Your assignment: Gather up every line from the entries below that uses the word "decision".

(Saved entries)
———
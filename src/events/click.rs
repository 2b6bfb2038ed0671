use crate::dom::{self, DomProbe, Listener};
use crate::frame::Clock;
use mascot_core::{Interception, LinkClick, Mascot};
use std::cell::RefCell;
use std::rc::Rc;
use wasm_bindgen::JsCast;
use web_sys as web;

/// Capture-phase click listener on the document that turns eligible
/// same-origin link clicks into transitions.
pub fn wire_link_interceptor(
    document: &web::Document,
    element: web::HtmlElement,
    mascot: Rc<RefCell<Mascot>>,
    clock: Clock,
) -> anyhow::Result<Listener> {
    Listener::new(document.as_ref(), "click", true, move |ev| {
        let Some(mouse) = ev.dyn_ref::<web::MouseEvent>() else {
            return;
        };
        if mouse.default_prevented() {
            return;
        }
        let Some(anchor) = anchor_for(&ev) else {
            return;
        };
        let Some(current) = web::window().and_then(|w| dom::current_url(&w)) else {
            return;
        };
        let click = link_click(&anchor, mouse);
        let decision = mascot.borrow_mut().intercept_click(
            &click,
            &current,
            &DomProbe(&element),
            clock.now_ms(),
        );
        match decision {
            Interception::Transition(path) => {
                ev.prevent_default();
                log::info!("[click] transition to {}", path);
            }
            Interception::Ignore(reason) => {
                log::debug!("[click] ignored {:?}", reason);
            }
        }
    })
}

fn anchor_for(ev: &web::Event) -> Option<web::Element> {
    let target = ev.target()?.dyn_into::<web::Element>().ok()?;
    target.closest("a[href]").ok().flatten()
}

fn link_click(anchor: &web::Element, ev: &web::MouseEvent) -> LinkClick {
    LinkClick {
        href: anchor.get_attribute("href"),
        target: anchor.get_attribute("target"),
        download: anchor.has_attribute("download"),
        button: ev.button(),
        modified: ev.ctrl_key() || ev.meta_key() || ev.shift_key() || ev.alt_key(),
    }
}
pub mod config;
pub mod constants;
pub mod direction;
pub mod error;
pub mod geometry;
pub mod interceptor;
pub mod mascot;
pub mod overlay;
pub mod particles;
pub mod sprite;
pub mod transition;

pub use config::*;
pub use direction::*;
pub use error::*;
pub use geometry::*;
pub use interceptor::*;
pub use mascot::*;
pub use overlay::*;
pub use particles::*;
pub use sprite::*;
pub use transition::*;

pub use url::Url;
———
Answer for this exercise:
        let decision = mascot.borrow_mut().intercept_click(
        match decision {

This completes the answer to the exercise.